Supermarkets have responded in the time since by stepping up their support for diabetes sufferers and those at risk. Many, like Indianapolis-based Marsh, have created special programs offering free medications, screenings, testing supplies and consultations with store dietitians. Price Chopper has had notable success with Diabetes AdvantEdge, a program it launched last year and recently expanded.

Beyond just offering supplies, supermarkets are also recognizing the value of personal expertise. In recent years, retailers have begun promoting their pharmacists as the face of their department, turning them into celebrities within the stores. With the rise of diabetes, companies are deepening that connection by positioning pharmacists as the go-to staffers for treatment advice. Meijer, for one, has a diabetes care pharmacist in each of its stores.

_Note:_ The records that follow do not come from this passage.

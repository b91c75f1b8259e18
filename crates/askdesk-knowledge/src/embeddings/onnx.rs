//! Local sentence encoder on ONNX Runtime.
//!
//! Expects a model directory holding `model.onnx` (a BERT-family sentence
//! transformer such as all-MiniLM-L6-v2, inputs `input_ids`,
//! `attention_mask`, `token_type_ids`) and its `vocab.txt`. Output is the
//! mean-pooled last hidden state, L2-normalized.

use askdesk_core::error::{AskDeskError, Result};
use askdesk_core::traits::Encoder;
use async_trait::async_trait;
use ort::session::Session;
use ort::value::Tensor;
use std::path::Path;
use std::sync::{Arc, Mutex};

use super::wordpiece::WordPiece;

struct Model {
    /// `run` takes `&mut self`.
    session: Mutex<Session>,
    tokenizer: WordPiece,
}

pub struct OnnxEncoder {
    model: Arc<Model>,
    dims: usize,
    name: String,
}

impl OnnxEncoder {
    /// Load the model and check it produces `dims`-wide vectors.
    pub fn load(dir: &Path, dims: usize) -> Result<Self> {
        let model_path = dir.join("model.onnx");
        if !model_path.exists() {
            return Err(AskDeskError::Encoder(format!(
                "{} not found",
                model_path.display()
            )));
        }
        let tokenizer = WordPiece::from_vocab_file(&dir.join("vocab.txt"))?;

        let session = Session::builder()
            .map_err(|e| AskDeskError::Encoder(format!("{}: {e}", model_path.display())))?
            .with_intra_threads(2)
            .map_err(|e| AskDeskError::Encoder(format!("{}: {e}", model_path.display())))?
            .commit_from_file(&model_path)
            .map_err(|e| AskDeskError::Encoder(format!("{}: {e}", model_path.display())))?;

        let model = Model {
            session: Mutex::new(session),
            tokenizer,
        };
        let sample = model.infer("ping")?;
        if sample.len() != dims {
            return Err(AskDeskError::Encoder(format!(
                "model produces {} dimensions, config expects {dims}",
                sample.len()
            )));
        }

        let name = dir
            .file_name()
            .and_then(|s| s.to_str())
            .unwrap_or("onnx")
            .to_string();
        tracing::debug!("🧠 ONNX model loaded: {name} ({dims} dims)");
        Ok(Self {
            model: Arc::new(model),
            dims,
            name,
        })
    }
}

impl Model {
    fn infer(&self, text: &str) -> Result<Vec<f32>> {
        let input_ids = self.tokenizer.encode(text);
        let seq_len = input_ids.len() as i64;
        let attention_mask = vec![1i64; input_ids.len()];
        let token_type_ids = vec![0i64; input_ids.len()];

        let tensor = |data: Vec<i64>| {
            Tensor::from_array((vec![1i64, seq_len], data))
                .map_err(|e| AskDeskError::Encoder(format!("tensor creation failed: {e}")))
        };
        let ids = tensor(input_ids)?;
        let mask = tensor(attention_mask)?;
        let types = tensor(token_type_ids)?;

        let mut session = self
            .session
            .lock()
            .map_err(|e| AskDeskError::Encoder(format!("session lock poisoned: {e}")))?;
        let outputs = session
            .run(ort::inputs![ids, mask, types])
            .map_err(|e| AskDeskError::Encoder(format!("inference failed: {e}")))?;

        let (_name, output) = outputs
            .iter()
            .next()
            .ok_or_else(|| AskDeskError::Encoder("model returned no outputs".into()))?;
        let (shape, data) = output
            .try_extract_tensor::<f32>()
            .map_err(|e| AskDeskError::Encoder(format!("unexpected output: {e}")))?;

        let pooled = match shape.len() {
            // [1, seq, hidden]
            3 if shape[2] > 0 => {
                let seq = shape[1] as usize;
                let hidden = shape[2] as usize;
                let mut pooled = vec![0.0f32; hidden];
                for row in data.chunks_exact(hidden).take(seq) {
                    for (p, v) in pooled.iter_mut().zip(row) {
                        *p += v;
                    }
                }
                pooled.iter_mut().for_each(|p| *p /= seq.max(1) as f32);
                pooled
            }
            // [1, hidden], already pooled
            2 => data[..shape[1] as usize].to_vec(),
            _ => {
                return Err(AskDeskError::Encoder(format!(
                    "unexpected output shape {shape:?}"
                )));
            }
        };
        Ok(l2_normalize(pooled))
    }
}

fn l2_normalize(mut v: Vec<f32>) -> Vec<f32> {
    let norm = v.iter().map(|x| x * x).sum::<f32>().sqrt();
    if norm > f32::EPSILON {
        v.iter_mut().for_each(|x| *x /= norm);
    }
    v
}

#[async_trait]
impl Encoder for OnnxEncoder {
    fn name(&self) -> &str {
        &self.name
    }

    fn dimensions(&self) -> usize {
        self.dims
    }

    async fn encode(&self, text: &str) -> Result<Vec<f32>> {
        let model = Arc::clone(&self.model);
        let text = text.to_string();
        tokio::task::spawn_blocking(move || model.infer(&text))
            .await
            .map_err(|e| AskDeskError::Encoder(format!("inference task failed: {e}")))?
    }
}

From a public health perspective, it’s vital that retailers respond to the need for comprehensive, low-cost diabetes care. Just as vital, though, is the need for prevention education — something retailers can leverage through their newsletters and store dietitians.

From a business perspective, retailers have to be on their game. Drug stores like CVS and Walgreens are the first choice for many diabetes sufferers, and those companies have built upon that cache with enhanced promotions and loyalty programs. Walgreens prints an award-winning quarterly magazine called Diabetes & You that offers recipes, expert advice and news updates.

Supermarkets are having a tough time competing as treatment providers here. The excitement over in-store clinics — once seen as key loyalty builders and the front lines of diabetes care — has dampened lately, with companies like Publix closing down their locations. People’s perception that groceries and glucose screenings don’t go together, it seems, stubbornly remains.

Which is why, again, it’s important for retailers to play up their built-in advantage: prevention. The best line of defense against diabetes is a healthy diet. Are supermarkets getting that message out there? If not, now’s the time.